Les coachs sportifs à bout de souffle
La période de fermeture des salles de sport a brutalement freiné l’activité des entraîneurs indépendants, privés d’une partie de leur clientèle et d’un environnement de travail adapté. La réouverture est entourée d’incertitudes
«Ce passage à vide était très dur. Heureusement que ma copine travaillait pour payer le loyer.» Coach sportif, Julien Sicre venait de lancer son activité quelques mois avant l’annonce de la fermeture des clubs de fitness. Ces établissements, qui disposent de machines sophistiquées et d’une solide clientèle, forment un socle essentiel pour les entraîneurs indépendants. Cet arrêt brutal aurait pu lui être fatal. «L’idée de tout arrêter m’a traversé l’esprit, confie Julien Sicre. J’ai eu des moments de déprime mais ma passion, c’est d’aider les gens à atteindre leurs objectifs.»
Alors il a tenu tant bien que mal en donnant quelques cours à distance à prix cassé «pour ne pas risquer de contaminer des clients». L’allocation pour perte de gain de la Confédération est bien arrivée, sans pour autant dégager son horizon professionnel. «J’ai reçu une aide, mais la somme était insignifiante. Cela m’a juste permis de payer mon assurance maladie.» Lundi, il a pu reprendre le chemin de la salle de sport avec un certain soulagement. «Même s’il y a moins de monde, la réouverture des clubs permet de relancer doucement l’activité.»
«Les aider au mieux»
Lui, comme beaucoup de ses collègues, exerce dans le réseau Let’s Go, qui compte près de 70 établissements dans le pays. Une entreprise qui voit son activité chamboulée par les mesures sanitaires. Le nombre de clients est limité, le matériel a été espacé et est désinfecté plusieurs fois par jour. «Les cours collectifs n’ont pas lieu et nos collaborateurs ont bénéficié d’une semaine de formation pour ne pas être surpris par le protocole en place», souligne François Victor, patron de Let’s Go. Et pour les travailleurs indépendants? «On essaie de les aider au mieux en évitant des charges trop lourdes», répond-il, sans préciser la teneur de ce soutien.
Peur de la maladie
Selon plusieurs sources, les entraîneurs particuliers paient en temps normal un loyer mensuel de 970 francs pour exercer dans les salles du groupe romand. Le versement des loyers a été suspendu pendant la période de fermeture. Pour le mois de mai, déjà entamé, la somme serait passée à environ 300 francs. «On doit être solidaire pour préparer la suite, affirme Marília Marques, coach sportive. On espère que les dispositions sanitaires vont s’assouplir dans les prochaines semaines.» «Si j’arrête d’exercer, je ne paie plus mon loyer, confie l’un de ses homologues sous couvert d’anonymat, qui a vu ses revenus chuter de 30 à 40%. Ce serait un cercle vicieux, tout le monde y perdrait.»

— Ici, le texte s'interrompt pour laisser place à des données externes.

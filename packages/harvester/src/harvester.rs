//! Harvest orchestrator that ties all components together.
//!
//! A [`Harvester`] owns the configuration of one repository, the metadata
//! format registry resolved for it and the transformer bound to the
//! configured prefix. Changing the host URL or prefix through
//! [`Harvester::set_config`] rebuilds both.

use std::sync::atomic::{AtomicBool, Ordering};
use std::sync::Arc;

use serde::Serialize;

use crate::config::{HarvestConfig, UNKNOWN_PROVIDER};
use crate::document::CanonicalDocument;
use crate::error::{HarvesterError, Result};
use crate::extraction::{ListRecordsQuery, RecordExtractor};
use crate::formats::MetadataFormatRegistry;
use crate::http::Fetcher;
use crate::identify::fetch_repository_name;
use crate::schema::MetadataSchema;
use crate::transform::{RecordTransformer, TransformContext};

/// Summary of a harvest run.
#[derive(Debug, Clone, Default, PartialEq, Eq, Serialize)]
pub struct HarvestReport {
    /// Documents handed to the sink, tombstones included.
    pub documents: usize,
    /// Records the repository marked as deleted.
    pub deleted: usize,
    /// Records dropped because they could not be transformed.
    pub skipped: usize,
    /// Record count announced by the repository, if any.
    pub expected_size: Option<u64>,
    /// Identifier of the first record, identifying the repository content.
    pub version: Option<String>,
    /// Datestamp of the last processed record.
    pub last_datestamp: Option<String>,
    /// Pages fetched, fallback pages included.
    pub pages: usize,
    pub aborted: bool,
}

/// Documents of a harvest run with its report.
#[derive(Debug, Clone, Default, PartialEq)]
pub struct HarvestOutput {
    pub documents: Vec<CanonicalDocument>,
    pub report: HarvestReport,
}

/// Harvests one repository.
pub struct Harvester<F> {
    fetcher: F,
    config: HarvestConfig,
    registry: MetadataFormatRegistry,
    provider_name: String,
    transformer: Option<RecordTransformer>,
    abort: Arc<AtomicBool>,
}

impl<F: Fetcher> Harvester<F> {
    /// Create a harvester and resolve the repository's metadata formats.
    ///
    /// Unreachable repositories do not fail here; validation reports them.
    pub fn new(fetcher: F, config: HarvestConfig) -> Self {
        let config = config.normalized();
        let (registry, provider_name) = Self::resolve_repository(&fetcher, &config);

        Self {
            fetcher,
            config,
            registry,
            provider_name,
            transformer: None,
            abort: Arc::new(AtomicBool::new(false)),
        }
    }

    fn resolve_repository(fetcher: &F, config: &HarvestConfig) -> (MetadataFormatRegistry, String) {
        match config.host() {
            Some(host) => (
                MetadataFormatRegistry::load(fetcher, host),
                fetch_repository_name(fetcher, host),
            ),
            None => (
                MetadataFormatRegistry::default(),
                UNKNOWN_PROVIDER.to_string(),
            ),
        }
    }

    #[must_use]
    pub fn config(&self) -> &HarvestConfig {
        &self.config
    }

    #[must_use]
    pub fn registry(&self) -> &MetadataFormatRegistry {
        &self.registry
    }

    /// Display name of the repository, or `"Unknown"`.
    #[must_use]
    pub fn provider_name(&self) -> &str {
        &self.provider_name
    }

    /// Flag that stops a running harvest between records and pages.
    ///
    /// Every run clears the flag when it starts.
    #[must_use]
    pub fn abort_handle(&self) -> Arc<AtomicBool> {
        Arc::clone(&self.abort)
    }

    /// Replace the configuration.
    ///
    /// A new host URL re-resolves the format registry and provider name. Any
    /// change drops the bound transformer so the next run binds a new one.
    pub fn set_config(&mut self, config: HarvestConfig) {
        let config = config.normalized();

        if self.config.host() != config.host() {
            tracing::info!(host = ?config.host(), "Host URL changed, reloading metadata formats");
            let (registry, provider_name) = Self::resolve_repository(&self.fetcher, &config);
            self.registry = registry;
            self.provider_name = provider_name;
        } else if self.config.requires_rebuild(&config) {
            tracing::info!(prefix = ?config.prefix(), "Metadata prefix changed, rebinding transformer");
        }

        if self.config != config {
            self.transformer = None;
        }
        self.config = config;
    }

    /// Validate the configuration against the repository.
    ///
    /// Returns the schema bound to the configured prefix; `None` only in
    /// mixed-schema mode for a prefix whose schema is not implemented.
    pub fn validate(&self) -> Result<Option<MetadataSchema>> {
        self.config.validate_dates()?;
        self.registry.validate(
            self.config.host(),
            self.config.prefix(),
            self.config.mixed_schemas,
        )
    }

    /// Bind a transformer to the validated configuration.
    pub fn create_transformer(&self) -> Result<RecordTransformer> {
        let schema = self.validate()?;
        let context = TransformContext::from_config(&self.provider_name, &self.config);

        if self.config.mixed_schemas {
            return Ok(RecordTransformer::flexible(context));
        }

        let schema = schema.ok_or_else(|| {
            HarvesterError::config(
                "Metadata prefix has no supported schema",
                self.registry.supported_prefixes(),
            )
        })?;
        tracing::debug!(schema = %schema, "Bound transformer");
        Ok(RecordTransformer::for_schema(schema, context))
    }

    /// Harvest all records into memory.
    pub fn harvest(&mut self) -> Result<HarvestOutput> {
        let mut documents = Vec::new();
        let report = self.harvest_each(|doc| {
            documents.push(doc);
            Ok(())
        })?;
        Ok(HarvestOutput { documents, report })
    }

    /// Harvest all records, handing each document to `sink` as it is produced.
    ///
    /// Records that fail to transform are logged and skipped. Extraction
    /// errors and sink errors end the run.
    pub fn harvest_each(
        &mut self,
        mut sink: impl FnMut(CanonicalDocument) -> Result<()>,
    ) -> Result<HarvestReport> {
        self.abort.store(false, Ordering::SeqCst);

        let transformer = match self.transformer.take() {
            Some(transformer) => transformer,
            None => self.create_transformer()?,
        };

        let result = self.run(&transformer, &mut sink);
        self.transformer = Some(transformer);
        result
    }

    fn run(
        &self,
        transformer: &RecordTransformer,
        sink: &mut impl FnMut(CanonicalDocument) -> Result<()>,
    ) -> Result<HarvestReport> {
        let query = ListRecordsQuery::from_config(&self.config)?;
        tracing::info!(
            url = %query.url(),
            provider = %self.provider_name,
            mapper = transformer.mapper_name(),
            "Starting harvest"
        );

        let mut extractor =
            RecordExtractor::new(&self.fetcher, query).with_abort_flag(self.abort_handle());
        let mut report = HarvestReport::default();

        extractor.start()?;
        report.expected_size = extractor.expected_size();
        report.version = extractor.version().map(str::to_string);

        for item in extractor.by_ref() {
            let record = match item {
                Ok(record) => record,
                Err(e) => {
                    tracing::error!(
                        error = %e,
                        last_datestamp = ?report.last_datestamp,
                        "Harvest failed"
                    );
                    return Err(e);
                }
            };

            if record.is_deleted() {
                report.deleted += 1;
            }

            match transformer.transform(&record) {
                Ok(Some(doc)) => {
                    report.documents += 1;
                    sink(doc)?;
                }
                Ok(None) => {
                    tracing::debug!(identifier = %record.identifier(), "Dropped deleted record");
                }
                Err(e) => {
                    report.skipped += 1;
                    tracing::error!(identifier = %record.identifier(), error = %e, "Skipping record");
                }
            }

            if let Some(datestamp) = record.datestamp() {
                report.last_datestamp = Some(datestamp.to_string());
            }
        }

        report.pages = extractor.pages_fetched();
        report.aborted = self.abort.load(Ordering::SeqCst);

        if report.aborted {
            tracing::warn!(
                documents = report.documents,
                last_datestamp = ?report.last_datestamp,
                "Harvest aborted"
            );
        } else {
            tracing::info!(
                documents = report.documents,
                deleted = report.deleted,
                skipped = report.skipped,
                pages = report.pages,
                "Harvest finished"
            );
        }

        Ok(report)
    }
}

Si elle est bienvenue, la reprise s’accompagne d’incertitudes. «Les deux prochaines semaines s’annoncent calmes, constate Jérémy Siegrist, instructeur indépendant à La Chaux-de-Fonds. Mes clients ont vu leurs horaires de travail bouleversés et l’accès aux vestiaires est plus compliqué. Dans ces conditions, il est difficile de trouver des créneaux pour une séance.»
La peur de la contamination refroidit également bon nombre de sportifs, notamment les plus âgés. Les mesures de précaution drastiques pourraient toutefois rassurer certains réticents, espère Jérémy Siegrist: «Le bouche-à-oreille permettra sans doute aux salles de se remplir à nouveau.»